INN not keeping up with incoming news
Fabien Tassin
fta at sofaraway.org
Sun Feb 25 17:40:45 UTC 2001
According to Alex Kiernan:
>
> > According to Alex Kiernan:
> > >
> > > We've just taken to locking the history.{hash,index} in core; its
> > > worked wonders
> >
> > without touching to the INN code ?
> >
>
> Without touching the INN code.
yes, I know it could work but should we not try to obtain a similar result
by doing the right thing (c) in INN ? I mean, using INCORE_MMAP, avoiding
holes in history by not using ftruncate(), mmaping history.index, etc.
> The reason it works (and this is Solaris specific, but may apply to
> every OS with a page cache, depending on exactly how they deal with
> mmap and IO):
I think this will work for Linux and FreeBSD too.
> The files are MAP_SHARED, so shareable amongst all processes.

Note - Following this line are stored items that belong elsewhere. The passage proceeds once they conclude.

//! Application state container and view model computation.
//!
//! This module defines [`AppState`], the central state container for nippo:
//! the active screen, the report registry with its cursor, the edit session,
//! the status line, terminal dimensions, and the color theme. It is mutated
//! only by the event handler and read by the (pure) render boundary.
//!
//! # View Model Computation
//!
//! `compute_viewmodel` transforms a state snapshot into a renderable
//! representation, windowing the report list around the cursor so it fits the
//! terminal height. The theme lives in the state and travels into the render
//! boundary as a value; there is no global style state.

use chrono::Local;

use crate::app::editor::EditSession;
use crate::app::modes::View;
use crate::app::registry::ReportRegistry;
use crate::domain::Report;
use crate::ui::theme::Theme;
use crate::ui::viewmodel::{
    BodyViewModel, EditViewModel, EmptyState, FooterInfo, HeaderInfo, ListRow, ListViewModel,
    StatusInfo, UiViewModel,
};

/// Rows taken by UI chrome around the list: header, footer, status, padding.
const CHROME_ROWS: usize = 6;

/// One-line feedback message surfaced after a save attempt.
#[derive(Debug, Clone)]
pub struct StatusLine {
    /// Message text.
    pub text: String,
    /// Whether the message reports a failure.
    pub is_error: bool,
}

impl StatusLine {
    /// An error status.
    #[must_use]
    pub fn error(text: impl Into<String>) -> Self {
        Self {
            text: text.into(),
            is_error: true,
        }
    }

    /// A success/info status.
    #[must_use]
    pub fn info(text: impl Into<String>) -> Self {
        Self {
            text: text.into(),
            is_error: false,
        }
    }
}

/// Central application state container.
///
/// Owns the edit session and the registry cursor exclusively; the record
/// store stays outside and is passed into the event handler per call, so
/// tests can substitute failing stores without rebuilding state.
#[derive(Debug, Clone)]
pub struct AppState {
    /// Active screen.
    pub view: View,

    /// Ordered in-memory reports plus cursor.
    pub registry: ReportRegistry,

    /// Transient buffer and target for the entry being composed or edited.
    pub editor: EditSession,

    /// Feedback from the last save attempt, cleared when leaving `Edit`.
    pub status: Option<StatusLine>,

    /// Color scheme for UI rendering, passed into the render boundary.
    pub theme: Theme,

    /// Terminal height in rows, updated by resize events.
    pub rows: usize,

    /// Terminal width in columns, updated by resize events.
    pub cols: usize,
}

impl AppState {
    /// Creates the initial state on the list screen.
    ///
    /// `reports` is the sequence loaded from the record store at startup.
    #[must_use]
    pub fn new(reports: Vec<Report>, theme: Theme) -> Self {
        Self {
            view: View::List,
            registry: ReportRegistry::new(reports),
            editor: EditSession::default(),
            status: None,
            theme,
            rows: 24,
            cols: 80,
        }
    }

    /// Records new terminal dimensions.
    pub fn resize(&mut self, rows: usize, cols: usize) {
        self.rows = rows.max(1);
        self.cols = cols.max(1);
    }

    /// Computes a renderable view model from the current state.
    ///
    /// Pure with respect to I/O; the only inputs are the state snapshot and
    /// the terminal dimensions.
    #[must_use]
    pub fn compute_viewmodel(&self, rows: usize, cols: usize) -> UiViewModel {
        let body = match self.view {
            View::List => BodyViewModel::List(self.compute_list(rows)),
            View::Edit => BodyViewModel::Edit(self.compute_edit(rows, cols)),
        };

        UiViewModel {
            header: self.compute_header(),
            body,
            footer: self.compute_footer(),
            status: self.status.as_ref().map(|status| StatusInfo {
                text: status.text.clone(),
                is_error: status.is_error,
            }),
        }
    }

    fn compute_header(&self) -> HeaderInfo {
        HeaderInfo {
            title: format!(" Daily Reports ({}) ", self.registry.len()),
        }
    }

    fn compute_footer(&self) -> FooterInfo {
        let keybindings = match self.view {
            View::List => {
                "j/k: navigate  Enter: open  n: today's report  q: quit".to_string()
            }
            View::Edit => {
                "Ctrl+S: save  Esc: cancel  Ctrl+D: dismiss entry  arrows: move caret".to_string()
            }
        };
        FooterInfo { keybindings }
    }

    fn compute_list(&self, rows: usize) -> ListViewModel {
        if self.registry.is_empty() {
            return ListViewModel {
                rows: vec![],
                empty_state: Some(EmptyState {
                    message: "No reports yet".to_string(),
                    subtitle: "Press n to start today's report".to_string(),
                }),
            };
        }

        let today = Local::now().date_naive();
        let available_rows = rows.saturating_sub(CHROME_ROWS).max(1);

        // Center the window on the cursor, then pull it back up when that
        // would leave unused rows at the bottom.
        let cursor = self.registry.cursor();
        let len = self.registry.len();
        let mut visible_start = cursor.saturating_sub(available_rows / 2);
        let visible_end = (visible_start + available_rows).min(len);
        if visible_end - visible_start < available_rows && len >= available_rows {
            visible_start = visible_end.saturating_sub(available_rows);
        }

        let list_rows = self
            .registry
            .iter()
            .enumerate()
            .skip(visible_start)
            .take(visible_end - visible_start)
            .map(|(index, report)| self.compute_list_row(report, index, today))
            .collect();

        ListViewModel {
            rows: list_rows,
            empty_state: None,
        }
    }

    fn compute_list_row(
        &self,
        report: &Report,
        index: usize,
        today: chrono::NaiveDate,
    ) -> ListRow {
        let first_line = report.first_line();
        let preview = if first_line.is_empty() {
            "(empty)".to_string()
        } else {
            first_line.to_string()
        };

        ListRow {
            stamp: report.list_stamp(),
            preview,
            is_selected: index == self.registry.cursor(),
            is_today: report.day() == today,
        }
    }

    fn compute_edit(&self, _rows: usize, _cols: usize) -> EditViewModel {
        let target = self.editor.target();
        let heading = match target {
            Some(target) if target.is_new() => "New Daily Report".to_string(),
            _ => "Edit Daily Report".to_string(),
        };

        let (stamp, report_id) = target
            .and_then(|target| self.registry.get(target.index()))
            .map_or_else(
                || (Local::now().format("%Y-%m-%d %H:%M").to_string(), 0),
                |report| (report.detail_stamp(), report.id),
            );

        let position = format!("({}/{})", self.registry.cursor() + 1, self.registry.len());

        let lines = self
            .editor
            .buffer()
            .with_caret()
            .lines()
            .map(str::to_string)
            .collect();

        EditViewModel {
            heading,
            stamp,
            report_id,
            position,
            lines,
        }
    }
}

#[cfg(test)]
mod tests {
    use super::*;
    use chrono::TimeZone;

    fn report(id: i64, d: u32) -> Report {
        Report {
            id,
            content: format!("entry {id}\nmore"),
            date: Local.with_ymd_and_hms(2026, 8, d, 9, 0, 0).unwrap(),
        }
    }

    fn state_with(n: u32) -> AppState {
        let reports = (1..=n).map(|d| report(i64::from(d), d)).collect();
        AppState::new(reports, Theme::default())
    }

    #[test]
    fn empty_registry_yields_an_empty_state() {
        let state = AppState::new(vec![], Theme::default());
        let vm = state.compute_viewmodel(24, 80);
        match vm.body {
            BodyViewModel::List(list) => {
                assert!(list.rows.is_empty());
                assert!(list.empty_state.is_some());
            }
            BodyViewModel::Edit(_) => panic!("expected list body"),
        }
    }

    #[test]
    fn list_rows_carry_preview_and_selection() {
        let state = state_with(2);
        let vm = state.compute_viewmodel(24, 80);
        match vm.body {
            BodyViewModel::List(list) => {
                assert_eq!(list.rows.len(), 2);
                assert!(list.rows[0].is_selected);
                assert_eq!(list.rows[0].preview, "entry 1");
                assert!(!list.rows[1].is_selected);
            }
            BodyViewModel::Edit(_) => panic!("expected list body"),
        }
    }

    #[test]
    fn list_is_windowed_around_the_cursor_on_small_terminals() {
        let mut state = state_with(20);
        state.registry.select(10);
        let vm = state.compute_viewmodel(10, 80);
        match vm.body {
            BodyViewModel::List(list) => {
                assert!(list.rows.len() <= 10);
                assert!(list.rows.iter().any(|row| row.is_selected));
            }
            BodyViewModel::Edit(_) => panic!("expected list body"),
        }
    }

    #[test]
    fn footer_follows_the_active_screen() {
        let mut state = state_with(1);
        assert!(state
            .compute_viewmodel(24, 80)
            .footer
            .keybindings
            .contains("today's report"));

        let first = state.registry.get(0).unwrap().clone();
        state.editor.begin_edit(0, &first);
        state.view = View::Edit;
        assert!(state
            .compute_viewmodel(24, 80)
            .footer
            .keybindings
            .contains("Ctrl+S"));
    }

    #[test]
    fn edit_body_reports_position_and_id() {
        let mut state = state_with(3);
        state.registry.select(1);
        let second = state.registry.get(1).unwrap().clone();
        state.editor.begin_edit(1, &second);
        state.view = View::Edit;

        let vm = state.compute_viewmodel(24, 80);
        match vm.body {
            BodyViewModel::Edit(edit) => {
                assert_eq!(edit.position, "(2/3)");
                assert_eq!(edit.report_id, 2);
                assert_eq!(edit.heading, "Edit Daily Report");
            }
            BodyViewModel::List(_) => panic!("expected edit body"),
        }
    }
}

When the
> hash file is used in inn (mmaped in dbz), you just need to take minor
> page faults in the caller to link them into the memory map. When you
> use the index file (not mmaped in dbz), you enter the kernel and
> because all IO happens via mmap you take minor page faults to link
> them into the kernel memory map, whereon we copy to user
> land. Modifying INN to mmap the index file so you avoid this copy
> looks like an optimisation.
agreed.
> > > If anyone's interested, here's the code we're using (it doubtless has
> > > some Solaris assumptions, I haven't tried building it anywhere else):
> >
> > I haven't tried your program yet but I wonder if this job should not be
> > done in dbz.c automatically.
>
> The problem is you need to be root to use mlock() - I played with the
> idea of helper processes which INN communicates with (so I could avoid
> the polling), but in the end keeping it simple was what I went with.
this will be easier with a threaded implementation.. once it will be there ;)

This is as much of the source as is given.